Few historians, market participants or former regulators say they expect the current financial reform bill to put an end to financial crises
It's been almost 80 years since the U.S. government has reached as deeply into the financial markets as it will do when the regulatory overhaul being crafted in Congress becomes law.
Few historians, market participants or former regulators say they expect the current bill to put an end to financial crises any more than the post-Depression rules did. In one major area the new legislation is weaker because it departs from a central goal of 1930s lawmakers -- to control the size and scope of the largest financial institutions.
The Glass-Steagall Act, which separated commercial and investment banking in 1933, “was the most effective antitrust law we've ever had,” said Charles Geisst, a finance professor at Manhattan College in New York, who has written about Wall Street's history.
Glass-Steagall was as much about breaking up companies as ensuring customer deposits wouldn't be used for risky practices, Geisst said. Today's Congress may live to regret that they've done almost nothing to shrink firms such as JPMorgan Chase & Co., Goldman Sachs Group Inc. and Citigroup Inc., he said.
In the current debate, people are buying the lobbyists' argument that “you just can't live without a series of powerful banks that are all too big to fail,” Geisst said.

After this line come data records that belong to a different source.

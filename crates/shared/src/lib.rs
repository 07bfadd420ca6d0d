//! Shared types, errors, and configuration for Tidemark.
//!
//! This crate provides common types used across all other crates:
//! - Typed IDs for vessels, organizations, voyages, pools and ledger entries
//! - Closed fuel classification enums
//! - Integer gram quantities for ledger amounts
//! - Application-wide error types
//! - Configuration management

pub mod config;
pub mod error;
pub mod types;

pub use config::AppConfig;
pub use error::{AppError, AppResult};
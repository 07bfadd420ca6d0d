//! FuelEU Maritime compliance balance ledger.

pub mod repository;
pub mod rules;
pub mod service;
pub mod types;

#[cfg(test)]
mod service_props;

pub use repository::{BalanceWrite, FuelEuCommit, FuelEuRepository, InMemoryFuelEuRepository};
pub use service::FuelEuLedger;
pub use types::{FuelEuOperation, FuelEuPeriodBalance, PeriodClosure, PeriodStatus};
//! FuelEU pool allocations.

use std::collections::HashSet;

use serde::{Deserialize, Serialize};
use tidemark_shared::types::{GramsCo2e, PoolId, VesselId};

use super::error::LedgerError;
use super::fueleu::FuelEuRepository;

/// Direction of a vessel's contribution to a pool.
#[derive(Debug, Clone, Copy, PartialEq, Eq, Hash, Serialize, Deserialize)]
#[serde(rename_all = "SCREAMING_SNAKE_CASE")]
pub enum AllocationType {
    /// The vessel receives compliance from the pool.
    Inflow,
    /// The vessel gives compliance to the pool.
    Outflow,
}

/// One vessel's membership of a pool for a period.
#[derive(Debug, Clone, PartialEq, Eq, Serialize, Deserialize)]
pub struct PoolAllocation {
    /// The pool.
    pub pool_id: PoolId,
    /// The member vessel.
    pub vessel_id: VesselId,
    /// The period.
    pub period_year: i32,
    /// Direction of the allocation.
    pub allocation_type: AllocationType,
    /// Signed amount: positive for inflow, negative for outflow.
    pub amount_gco2e: GramsCo2e,
}

/// Aggregate figures for one pool and period.
#[derive(Debug, Clone, Default, PartialEq, Eq, Serialize, Deserialize)]
pub struct PoolPerformance {
    /// Sum of inflows.
    pub total_inflow_gco2e: GramsCo2e,
    /// Sum of outflow magnitudes.
    pub total_outflow_gco2e: GramsCo2e,
    /// Inflow minus outflow magnitude; negative when members give away
    /// more than they take in.
    pub net_benefit_gco2e: GramsCo2e,
    /// Number of distinct member vessels.
    pub vessel_count: usize,
}

/// Read-side view over the pool allocations of a FuelEU repository.
#[derive(Debug)]
pub struct PoolAllocationRegistry<'a, R: ?Sized> {
    repository: &'a R,
}

impl<'a, R: FuelEuRepository + ?Sized> PoolAllocationRegistry<'a, R> {
    /// Wraps `repository`.
    #[must_use]
    pub fn new(repository: &'a R) -> Self {
        Self { repository }
    }

    /// The allocation of `vessel_id` in `period_year`, if any.
    ///
    /// # Errors
    ///
    /// Returns a storage error.
    pub fn allocation(
        &self,
        vessel_id: VesselId,
        period_year: i32,
    ) -> Result<Option<PoolAllocation>, LedgerError> {
        self.repository.allocation(vessel_id, period_year)
    }

    /// All allocations to `pool_id` in `period_year`.
    ///
    /// # Errors
    ///
    /// Returns a storage error.
    pub fn allocations_for_pool(
        &self,
        pool_id: PoolId,
        period_year: i32,
    ) -> Result<Vec<PoolAllocation>, LedgerError> {
        self.repository.allocations_for_pool(pool_id, period_year)
    }

    /// Inflow, outflow and net benefit of a pool.
    ///
    /// # Errors
    ///
    /// Returns a storage error, or `AmountOverflow` if the totals overflow.
    pub fn performance(
        &self,
        pool_id: PoolId,
        period_year: i32,
    ) -> Result<PoolPerformance, LedgerError> {
        let allocations = self.allocations_for_pool(pool_id, period_year)?;
        summarize(&allocations)
    }
}

fn summarize(allocations: &[PoolAllocation]) -> Result<PoolPerformance, LedgerError> {
    let mut inflow = GramsCo2e::ZERO;
    let mut outflow = GramsCo2e::ZERO;
    for allocation in allocations {
        let magnitude = allocation
            .amount_gco2e
            .checked_abs()
            .ok_or(LedgerError::AmountOverflow)?;
        let total = match allocation.allocation_type {
            AllocationType::Inflow => &mut inflow,
            AllocationType::Outflow => &mut outflow,
        };
        *total = total
            .checked_add(magnitude)
            .ok_or(LedgerError::AmountOverflow)?;
    }

    let vessels: HashSet<_> = allocations.iter().map(|a| a.vessel_id).collect();
    Ok(PoolPerformance {
        total_inflow_gco2e: inflow,
        total_outflow_gco2e: outflow,
        net_benefit_gco2e: inflow
            .checked_sub(outflow)
            .ok_or(LedgerError::AmountOverflow)?,
        vessel_count: vessels.len(),
    })
}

Government regulation of Wall Street began in earnest after the 1929 stock market crash, when Congress passed the Securities Act of 1933 and the Securities Exchange Act of 1934, which created the SEC, required investment banks to disclose material information about securities they peddled and prohibited brokers from deceiving clients. The laws responded to abuses that were rampant in the 1920s, such as banks selling stocks and bonds in companies that were already bankrupt.

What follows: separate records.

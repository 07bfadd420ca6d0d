//! Overflow-checked decimal steps.
//!
//! `Decimal`'s operators panic on overflow; every step of the pipeline goes
//! through these instead and names the quantity it was computing.

use rust_decimal::Decimal;

use super::error::CalculationError;

pub(crate) fn mul(
    a: Decimal,
    b: Decimal,
    quantity: &'static str,
) -> Result<Decimal, CalculationError> {
    a.checked_mul(b).ok_or(CalculationError::Overflow(quantity))
}

pub(crate) fn add(
    a: Decimal,
    b: Decimal,
    quantity: &'static str,
) -> Result<Decimal, CalculationError> {
    a.checked_add(b).ok_or(CalculationError::Overflow(quantity))
}

pub(crate) fn sub(
    a: Decimal,
    b: Decimal,
    quantity: &'static str,
) -> Result<Decimal, CalculationError> {
    a.checked_sub(b).ok_or(CalculationError::Overflow(quantity))
}

/// Callers guarantee a non-zero divisor.
pub(crate) fn div(
    a: Decimal,
    b: Decimal,
    quantity: &'static str,
) -> Result<Decimal, CalculationError> {
    a.checked_div(b).ok_or(CalculationError::Overflow(quantity))
}

/// `a × b / 100`.
pub(crate) fn pct_of(
    a: Decimal,
    pct: Decimal,
    quantity: &'static str,
) -> Result<Decimal, CalculationError> {
    div(mul(a, pct, quantity)?, Decimal::ONE_HUNDRED, quantity)
}
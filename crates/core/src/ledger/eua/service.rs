//! EU ETS allowance ledger service.

use std::sync::Arc;

use tidemark_shared::config::LedgerConfig;
use tidemark_shared::types::{EuaOperationId, OrganizationId};

use super::repository::EuaRepository;
use super::rules;
use super::types::{EuaOperation, EuaOperationRequest, EuaPeriodSummary};
use crate::ledger::error::LedgerError;
use crate::ledger::retry::commit_with_retries;
use crate::policy::CompliancePolicy;

/// Append-only allowance ledger per (organization, period).
///
/// Entries never change once written; corrections are new entries.
#[derive(Debug)]
pub struct EuaLedger<R> {
    repository: R,
    policy: Arc<CompliancePolicy>,
    max_commit_retries: u32,
}

impl<R: EuaRepository> EuaLedger<R> {
    /// Creates a ledger over `repository`.
    #[must_use]
    pub fn new(repository: R, policy: Arc<CompliancePolicy>, config: &LedgerConfig) -> Self {
        Self {
            repository,
            policy,
            max_commit_retries: config.max_commit_retries,
        }
    }

    /// The underlying repository.
    #[must_use]
    pub fn repository(&self) -> &R {
        &self.repository
    }

    /// Validates and appends one operation.
    ///
    /// # Errors
    ///
    /// Returns the violated rule, `ConcurrentModification` once retries are
    /// exhausted, or a storage error. Nothing is written on error.
    pub fn apply(
        &self,
        organization_id: OrganizationId,
        period_year: i32,
        request: EuaOperationRequest,
    ) -> Result<EuaOperation, LedgerError> {
        let result = commit_with_retries(self.max_commit_retries, request.kind.as_str(), || {
            let history = self.repository.history(organization_id, period_year)?;
            let euas_count = rules::check_operation(&history, period_year, &request, &self.policy)?;

            let operation = EuaOperation {
                id: EuaOperationId::new(),
                organization_id,
                period_year,
                kind: request.kind,
                euas_count,
                price_per_eua: request.price_per_eua,
                realized_emissions_t: request.realized_emissions_t,
                executed_at: request.executed_at,
                reference_voyage_ids: request.reference_voyage_ids.clone(),
            };
            self.repository.append(operation.clone(), history.len())?;
            Ok(operation)
        });

        match &result {
            Ok(operation) => tracing::info!(
                organization_id = %organization_id,
                period_year,
                kind = %operation.kind,
                euas_count = operation.euas_count,
                "EUA operation committed"
            ),
            Err(err) => tracing::warn!(
                organization_id = %organization_id,
                period_year,
                kind = %request.kind,
                code = err.error_code(),
                error = %err,
                "EUA operation rejected"
            ),
        }
        result
    }

    /// All entries for the period, in append order.
    ///
    /// # Errors
    ///
    /// Returns a storage error.
    pub fn history(
        &self,
        organization_id: OrganizationId,
        period_year: i32,
    ) -> Result<Vec<EuaOperation>, LedgerError> {
        self.repository.history(organization_id, period_year)
    }

    /// Totals, hedge cost and forecast accuracy for the period.
    ///
    /// # Errors
    ///
    /// Returns a storage error, or `LedgerError::AmountOverflow` if the
    /// period's hedge cost is not representable.
    pub fn summary(
        &self,
        organization_id: OrganizationId,
        period_year: i32,
    ) -> Result<EuaPeriodSummary, LedgerError> {
        let history = self.repository.history(organization_id, period_year)?;
        rules::summarize(&history)
    }
}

Congress repealed Glass-Steagall in 1999, contributing to mergers and the growth one-stop-shopping financial services companies.
The repeal helped pave the way for the formation of Citigroup by the $46 billion merger of Citicorp and Travelers Group Inc. It also made it possible for Goldman Sachs and Morgan Stanley, the two biggest U.S. securities firms, to convert into bank holding companies, enabling them to get cheap funding from the Federal Reserve during the financial crisis. If the law hadn't been repealed, Bank of America Corp. wouldn't have been allowed to acquire Merrill Lynch & Co.
Under Glass-Steagall, the financial system didn't approach a meltdown. The law also didn't prevent government rescues when banks failed. The biggest collapse before the 2008 crisis occurred in 1984, when Continental Illinois National Bank and Trust became insolvent, prompting the Federal Deposit Insurance Corp. to buy $4.5 billion of its bad loans. The savings-and-loan crisis of the 1980s and 1990s cost the taxpayers about $124 billion.
The legislation approved by the Senate last week and the measure adopted by the House in December arose amid public outrage over the $700 billion federal bailout of the financial markets in 2008. The bills emphasize the role of regulators and rules in constraining abusive practices.
Among other things the bills would create a new agency to oversee consumer financial products, establish a council to monitor systemic risk and increase regulation of derivatives, mortgage brokers, credit-rating companies and hedge funds.
Derivatives are contracts whose value is derived from stocks, bonds, loans, currencies and commodities, or linked to specific events such as changes in interest rates or weather.
Although it is unlikely to prevent future crises, the congressional bill, with all its weaknesses and loopholes, probably will mitigate the impact of the next blow-up, said Harvey Goldschmid, a former SEC commissioner who is a professor at Columbia Law School.
“Undoubtedly there will be further problems, it's just the nature of business and the financial business in particular,” Goldschmid said. “But this will avoid some significant problems and limit the impact of others.”
Goldschmid, who sat on the SEC as it implemented an overhaul of corporate accounting in 2002 and 2003, the Sarbanes- Oxley Act, said the new bill will have a large impact on the way Wall Street works, increasing scrutiny of the biggest banks.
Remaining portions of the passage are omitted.